Task prompt ::
The stretch wanted below opens at the line containing "pub struct GroupForecast" and closes at the line containing "record is flagged.". Please return it exactly, with no other lines.

Collected data entries
┄┄┄┄┄┄┄┄┄┄
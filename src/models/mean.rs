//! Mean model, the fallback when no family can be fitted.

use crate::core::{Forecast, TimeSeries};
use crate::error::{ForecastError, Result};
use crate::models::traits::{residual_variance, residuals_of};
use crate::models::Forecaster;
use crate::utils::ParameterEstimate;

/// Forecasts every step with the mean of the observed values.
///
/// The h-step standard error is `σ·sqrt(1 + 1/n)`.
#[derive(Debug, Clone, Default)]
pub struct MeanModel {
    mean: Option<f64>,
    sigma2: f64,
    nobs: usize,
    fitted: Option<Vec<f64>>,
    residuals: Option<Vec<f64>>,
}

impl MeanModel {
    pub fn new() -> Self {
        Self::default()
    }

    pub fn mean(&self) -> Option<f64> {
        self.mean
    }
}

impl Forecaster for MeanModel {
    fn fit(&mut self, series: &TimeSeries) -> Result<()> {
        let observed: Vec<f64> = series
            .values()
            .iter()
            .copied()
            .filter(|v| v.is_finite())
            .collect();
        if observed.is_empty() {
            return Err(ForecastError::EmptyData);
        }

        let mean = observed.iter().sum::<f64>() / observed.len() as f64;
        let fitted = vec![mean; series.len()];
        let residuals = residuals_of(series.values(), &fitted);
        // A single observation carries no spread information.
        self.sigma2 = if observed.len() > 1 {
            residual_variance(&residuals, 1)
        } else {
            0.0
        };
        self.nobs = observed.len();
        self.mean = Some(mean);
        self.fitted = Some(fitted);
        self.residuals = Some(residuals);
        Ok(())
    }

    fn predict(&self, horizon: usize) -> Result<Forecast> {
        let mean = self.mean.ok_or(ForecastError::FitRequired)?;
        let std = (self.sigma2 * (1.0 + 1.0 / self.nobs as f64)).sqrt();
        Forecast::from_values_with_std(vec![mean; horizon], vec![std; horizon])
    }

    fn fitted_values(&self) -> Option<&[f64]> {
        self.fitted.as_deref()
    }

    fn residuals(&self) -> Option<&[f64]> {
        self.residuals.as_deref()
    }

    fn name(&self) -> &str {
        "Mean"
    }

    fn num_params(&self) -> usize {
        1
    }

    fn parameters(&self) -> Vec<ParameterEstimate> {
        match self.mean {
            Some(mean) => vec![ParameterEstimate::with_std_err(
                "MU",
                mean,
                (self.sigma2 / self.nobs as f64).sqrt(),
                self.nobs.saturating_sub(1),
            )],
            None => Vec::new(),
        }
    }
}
┄┄┄┄┄┄┄┄┄┄
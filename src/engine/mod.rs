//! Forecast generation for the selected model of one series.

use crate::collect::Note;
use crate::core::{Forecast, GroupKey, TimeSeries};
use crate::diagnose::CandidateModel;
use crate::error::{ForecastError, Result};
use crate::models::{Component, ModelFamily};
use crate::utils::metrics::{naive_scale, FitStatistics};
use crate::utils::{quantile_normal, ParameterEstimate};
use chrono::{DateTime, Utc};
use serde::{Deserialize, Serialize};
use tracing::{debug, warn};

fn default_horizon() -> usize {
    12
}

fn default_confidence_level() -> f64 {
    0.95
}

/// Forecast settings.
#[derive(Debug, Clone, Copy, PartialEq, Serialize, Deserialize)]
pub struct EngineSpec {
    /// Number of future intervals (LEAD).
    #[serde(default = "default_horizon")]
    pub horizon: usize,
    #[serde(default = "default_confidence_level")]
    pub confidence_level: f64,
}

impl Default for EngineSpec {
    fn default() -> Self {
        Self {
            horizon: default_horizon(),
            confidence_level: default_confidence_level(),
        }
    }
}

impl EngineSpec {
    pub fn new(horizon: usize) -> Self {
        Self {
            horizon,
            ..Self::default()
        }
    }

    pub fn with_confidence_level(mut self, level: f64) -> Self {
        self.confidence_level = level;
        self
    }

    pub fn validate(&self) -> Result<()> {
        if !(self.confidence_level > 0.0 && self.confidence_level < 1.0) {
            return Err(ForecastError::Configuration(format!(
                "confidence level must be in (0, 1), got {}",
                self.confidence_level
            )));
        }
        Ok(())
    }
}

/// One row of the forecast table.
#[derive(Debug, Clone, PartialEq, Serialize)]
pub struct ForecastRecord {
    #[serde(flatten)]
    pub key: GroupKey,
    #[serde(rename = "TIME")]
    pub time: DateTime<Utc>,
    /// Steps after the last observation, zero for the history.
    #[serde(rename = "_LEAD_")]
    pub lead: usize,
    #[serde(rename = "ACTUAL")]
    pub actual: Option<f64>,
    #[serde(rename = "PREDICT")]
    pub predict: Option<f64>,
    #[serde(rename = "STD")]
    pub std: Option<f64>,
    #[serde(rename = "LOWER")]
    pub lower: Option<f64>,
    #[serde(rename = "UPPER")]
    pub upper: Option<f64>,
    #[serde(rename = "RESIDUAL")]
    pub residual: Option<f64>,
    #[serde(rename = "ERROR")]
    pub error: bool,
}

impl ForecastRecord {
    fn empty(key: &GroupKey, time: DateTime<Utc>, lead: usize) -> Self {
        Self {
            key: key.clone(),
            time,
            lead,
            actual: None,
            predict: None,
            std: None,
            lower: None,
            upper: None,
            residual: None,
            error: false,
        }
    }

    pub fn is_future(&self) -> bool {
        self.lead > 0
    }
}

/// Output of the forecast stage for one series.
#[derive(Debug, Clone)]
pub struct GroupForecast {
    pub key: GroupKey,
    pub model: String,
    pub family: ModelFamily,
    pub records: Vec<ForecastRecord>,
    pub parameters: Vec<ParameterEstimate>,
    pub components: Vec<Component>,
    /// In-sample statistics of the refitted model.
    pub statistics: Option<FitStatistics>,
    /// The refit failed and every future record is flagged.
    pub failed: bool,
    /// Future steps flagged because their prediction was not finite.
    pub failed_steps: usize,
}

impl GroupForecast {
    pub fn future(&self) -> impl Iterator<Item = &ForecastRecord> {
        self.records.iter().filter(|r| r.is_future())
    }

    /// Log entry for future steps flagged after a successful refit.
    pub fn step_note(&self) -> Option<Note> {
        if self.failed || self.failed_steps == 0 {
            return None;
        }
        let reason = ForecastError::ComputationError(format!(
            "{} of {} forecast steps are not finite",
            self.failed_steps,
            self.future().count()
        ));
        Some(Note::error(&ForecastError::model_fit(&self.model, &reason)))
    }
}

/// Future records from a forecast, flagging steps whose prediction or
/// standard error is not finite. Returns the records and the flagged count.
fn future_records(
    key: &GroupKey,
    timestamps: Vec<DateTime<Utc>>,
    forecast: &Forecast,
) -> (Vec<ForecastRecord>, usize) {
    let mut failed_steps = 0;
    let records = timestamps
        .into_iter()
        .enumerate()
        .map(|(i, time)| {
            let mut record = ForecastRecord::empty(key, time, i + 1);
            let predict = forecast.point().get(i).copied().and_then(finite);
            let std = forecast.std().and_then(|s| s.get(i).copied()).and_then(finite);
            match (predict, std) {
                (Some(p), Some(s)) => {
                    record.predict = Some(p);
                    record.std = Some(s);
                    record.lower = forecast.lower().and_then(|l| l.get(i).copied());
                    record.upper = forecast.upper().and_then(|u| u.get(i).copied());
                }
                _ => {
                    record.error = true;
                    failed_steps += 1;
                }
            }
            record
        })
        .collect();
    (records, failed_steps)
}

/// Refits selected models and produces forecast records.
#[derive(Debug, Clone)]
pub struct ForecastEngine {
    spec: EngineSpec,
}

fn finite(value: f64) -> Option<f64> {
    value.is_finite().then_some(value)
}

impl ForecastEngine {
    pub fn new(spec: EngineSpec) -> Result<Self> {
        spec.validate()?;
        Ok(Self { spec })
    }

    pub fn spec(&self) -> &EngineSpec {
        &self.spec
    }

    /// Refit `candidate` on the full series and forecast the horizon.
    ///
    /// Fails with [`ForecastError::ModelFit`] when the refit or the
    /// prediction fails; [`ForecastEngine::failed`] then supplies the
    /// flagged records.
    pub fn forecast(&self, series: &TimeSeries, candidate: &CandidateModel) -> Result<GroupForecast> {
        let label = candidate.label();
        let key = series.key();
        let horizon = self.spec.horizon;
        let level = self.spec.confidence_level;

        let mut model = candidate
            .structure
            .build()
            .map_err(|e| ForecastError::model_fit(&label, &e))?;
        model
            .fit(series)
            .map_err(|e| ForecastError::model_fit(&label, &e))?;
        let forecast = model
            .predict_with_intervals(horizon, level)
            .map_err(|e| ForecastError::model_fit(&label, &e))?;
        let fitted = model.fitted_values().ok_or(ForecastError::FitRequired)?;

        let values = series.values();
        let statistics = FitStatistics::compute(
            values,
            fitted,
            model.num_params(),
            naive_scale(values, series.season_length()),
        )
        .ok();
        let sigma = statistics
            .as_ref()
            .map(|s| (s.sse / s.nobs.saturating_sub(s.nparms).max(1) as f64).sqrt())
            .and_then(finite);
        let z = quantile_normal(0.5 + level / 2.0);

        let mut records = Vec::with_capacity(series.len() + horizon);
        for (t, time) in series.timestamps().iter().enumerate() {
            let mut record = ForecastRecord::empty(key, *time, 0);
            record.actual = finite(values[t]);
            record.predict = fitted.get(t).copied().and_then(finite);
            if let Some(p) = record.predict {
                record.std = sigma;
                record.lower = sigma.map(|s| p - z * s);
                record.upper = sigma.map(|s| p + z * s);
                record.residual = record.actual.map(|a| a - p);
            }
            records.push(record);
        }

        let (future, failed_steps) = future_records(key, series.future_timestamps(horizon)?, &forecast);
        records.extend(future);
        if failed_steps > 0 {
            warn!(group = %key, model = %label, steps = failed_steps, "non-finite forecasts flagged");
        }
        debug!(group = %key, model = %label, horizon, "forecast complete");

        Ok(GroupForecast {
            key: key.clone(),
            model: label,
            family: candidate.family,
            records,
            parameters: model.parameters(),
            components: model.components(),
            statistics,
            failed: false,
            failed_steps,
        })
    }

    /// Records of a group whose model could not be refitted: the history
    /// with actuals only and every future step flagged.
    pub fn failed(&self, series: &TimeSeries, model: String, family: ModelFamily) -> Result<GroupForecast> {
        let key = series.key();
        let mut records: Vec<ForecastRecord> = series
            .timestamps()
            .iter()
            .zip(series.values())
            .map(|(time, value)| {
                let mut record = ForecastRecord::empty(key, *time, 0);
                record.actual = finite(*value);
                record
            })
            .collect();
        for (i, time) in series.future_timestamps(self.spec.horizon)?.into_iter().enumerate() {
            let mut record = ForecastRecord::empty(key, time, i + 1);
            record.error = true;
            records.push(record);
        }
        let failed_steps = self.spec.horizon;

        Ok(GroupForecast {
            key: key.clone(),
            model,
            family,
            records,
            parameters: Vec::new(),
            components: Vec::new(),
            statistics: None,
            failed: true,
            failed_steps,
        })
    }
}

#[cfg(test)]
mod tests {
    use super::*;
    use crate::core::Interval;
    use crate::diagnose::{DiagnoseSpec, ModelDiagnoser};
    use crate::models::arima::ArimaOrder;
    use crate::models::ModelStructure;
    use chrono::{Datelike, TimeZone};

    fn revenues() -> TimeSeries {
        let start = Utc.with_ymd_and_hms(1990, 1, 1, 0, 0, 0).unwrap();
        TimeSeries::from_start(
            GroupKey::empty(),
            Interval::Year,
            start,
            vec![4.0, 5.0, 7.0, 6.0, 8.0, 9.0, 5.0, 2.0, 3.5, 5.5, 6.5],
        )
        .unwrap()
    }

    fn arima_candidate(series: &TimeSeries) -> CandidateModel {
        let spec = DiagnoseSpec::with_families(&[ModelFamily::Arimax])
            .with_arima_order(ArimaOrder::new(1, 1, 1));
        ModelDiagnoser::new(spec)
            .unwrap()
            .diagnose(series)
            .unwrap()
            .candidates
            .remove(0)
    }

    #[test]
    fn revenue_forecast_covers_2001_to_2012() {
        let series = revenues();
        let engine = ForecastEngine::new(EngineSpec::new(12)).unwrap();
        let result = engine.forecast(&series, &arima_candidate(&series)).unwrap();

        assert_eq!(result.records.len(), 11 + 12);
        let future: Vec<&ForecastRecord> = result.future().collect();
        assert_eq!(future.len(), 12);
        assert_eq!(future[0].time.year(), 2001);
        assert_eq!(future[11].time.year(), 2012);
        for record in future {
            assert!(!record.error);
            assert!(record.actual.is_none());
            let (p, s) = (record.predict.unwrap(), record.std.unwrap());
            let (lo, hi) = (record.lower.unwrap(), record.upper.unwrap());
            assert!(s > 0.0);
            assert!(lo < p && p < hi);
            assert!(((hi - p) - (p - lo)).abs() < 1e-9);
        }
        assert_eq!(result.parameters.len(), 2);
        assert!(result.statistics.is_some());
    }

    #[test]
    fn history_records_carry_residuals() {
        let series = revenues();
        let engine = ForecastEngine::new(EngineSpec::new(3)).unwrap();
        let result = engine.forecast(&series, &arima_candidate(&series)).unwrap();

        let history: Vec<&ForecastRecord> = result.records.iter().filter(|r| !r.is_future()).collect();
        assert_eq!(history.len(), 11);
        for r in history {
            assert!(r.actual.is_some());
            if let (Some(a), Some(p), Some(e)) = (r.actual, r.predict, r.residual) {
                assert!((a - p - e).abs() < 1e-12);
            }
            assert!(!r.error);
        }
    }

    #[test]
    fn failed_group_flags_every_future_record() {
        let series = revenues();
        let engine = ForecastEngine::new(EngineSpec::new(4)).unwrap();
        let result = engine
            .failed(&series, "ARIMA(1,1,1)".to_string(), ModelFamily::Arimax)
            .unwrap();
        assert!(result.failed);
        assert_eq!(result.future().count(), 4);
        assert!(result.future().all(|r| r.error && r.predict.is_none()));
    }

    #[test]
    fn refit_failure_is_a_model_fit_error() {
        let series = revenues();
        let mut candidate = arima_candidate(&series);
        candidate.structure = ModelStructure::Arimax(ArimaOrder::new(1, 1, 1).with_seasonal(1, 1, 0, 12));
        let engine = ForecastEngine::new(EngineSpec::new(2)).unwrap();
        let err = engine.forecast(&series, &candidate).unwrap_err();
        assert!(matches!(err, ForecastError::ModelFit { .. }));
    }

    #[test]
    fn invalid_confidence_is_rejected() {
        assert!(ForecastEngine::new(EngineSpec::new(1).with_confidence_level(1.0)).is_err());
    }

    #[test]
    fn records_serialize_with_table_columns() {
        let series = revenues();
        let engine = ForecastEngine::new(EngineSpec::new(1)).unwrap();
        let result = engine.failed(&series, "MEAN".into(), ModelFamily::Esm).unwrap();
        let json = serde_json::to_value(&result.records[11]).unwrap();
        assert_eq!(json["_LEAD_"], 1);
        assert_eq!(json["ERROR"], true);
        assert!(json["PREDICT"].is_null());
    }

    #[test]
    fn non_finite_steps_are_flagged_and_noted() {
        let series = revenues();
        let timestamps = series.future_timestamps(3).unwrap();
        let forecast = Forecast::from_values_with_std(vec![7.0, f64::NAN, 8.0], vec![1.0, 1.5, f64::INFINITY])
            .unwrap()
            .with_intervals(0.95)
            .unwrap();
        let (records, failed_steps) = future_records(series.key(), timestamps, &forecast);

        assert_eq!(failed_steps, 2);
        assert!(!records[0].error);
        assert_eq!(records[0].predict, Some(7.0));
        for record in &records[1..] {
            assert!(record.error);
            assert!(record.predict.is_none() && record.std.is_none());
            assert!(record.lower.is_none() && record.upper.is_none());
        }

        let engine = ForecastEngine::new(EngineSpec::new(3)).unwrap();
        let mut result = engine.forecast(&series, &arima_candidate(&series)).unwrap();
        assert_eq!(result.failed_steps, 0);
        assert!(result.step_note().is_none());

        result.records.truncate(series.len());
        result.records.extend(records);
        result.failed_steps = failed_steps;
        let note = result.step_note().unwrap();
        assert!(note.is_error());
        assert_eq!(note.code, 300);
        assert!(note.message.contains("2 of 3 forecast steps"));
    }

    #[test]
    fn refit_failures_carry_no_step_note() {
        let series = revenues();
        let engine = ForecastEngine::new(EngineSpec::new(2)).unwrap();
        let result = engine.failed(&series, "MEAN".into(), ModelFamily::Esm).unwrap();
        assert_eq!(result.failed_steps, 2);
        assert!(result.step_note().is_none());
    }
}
┄┄┄┄┄┄┄┄┄┄
Expected output ::
pub struct GroupForecast {
    pub key: GroupKey,
    pub model: String,
    pub family: ModelFamily,
    pub records: Vec<ForecastRecord>,
    pub parameters: Vec<ParameterEstimate>,
    pub components: Vec<Component>,
    /// In-sample statistics of the refitted model.
    pub statistics: Option<FitStatistics>,
    /// The refit failed and every future record is flagged.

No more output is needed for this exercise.